[Dataset entries]
....................
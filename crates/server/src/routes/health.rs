use axum::{extract::State, response::Json as ResponseJson};
use deployment::Deployment;
use serde::Serialize;
use utils::response::ApiResponse;

use crate::{DeploymentImpl, error::ApiError};

#[derive(Debug, Serialize)]
pub struct HealthStatus {
    pub status: &'static str,
    pub workers: usize,
    pub idle_workers: usize,
}

/// Answers once the store is reachable.
pub async fn health_check(
    State(deployment): State<DeploymentImpl>,
) -> Result<ResponseJson<ApiResponse<HealthStatus>>, ApiError> {
    sqlx::query("SELECT 1").execute(&deployment.db().pool).await?;
    let workers = deployment.workers();
    Ok(ResponseJson(ApiResponse::success(HealthStatus {
        status: "ok",
        workers: workers.size(),
        idle_workers: workers.available(),
    })))
}

#[cfg(test)]
mod tests {
    use axum::http::{Method, StatusCode};

    use crate::routes::test_support::{send, test_app};

    #[tokio::test]
    async fn reports_worker_capacity() {
        let (app, _deployment, _dir) = test_app().await;
        let (status, body) = send(&app, Method::GET, "/health", None).await;

        assert_eq!(status, StatusCode::OK);
        assert_eq!(body["success"], true);
        assert_eq!(body["data"]["status"], "ok");
        assert_eq!(body["data"]["workers"], 2);
        assert_eq!(body["data"]["idle_workers"], 2);
    }
}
....................
Which of the lines above include the word "routes"? Copy each of them.

filename crates/server/src/routes/health.rs
    use crate::routes::test_support::{send, test_app};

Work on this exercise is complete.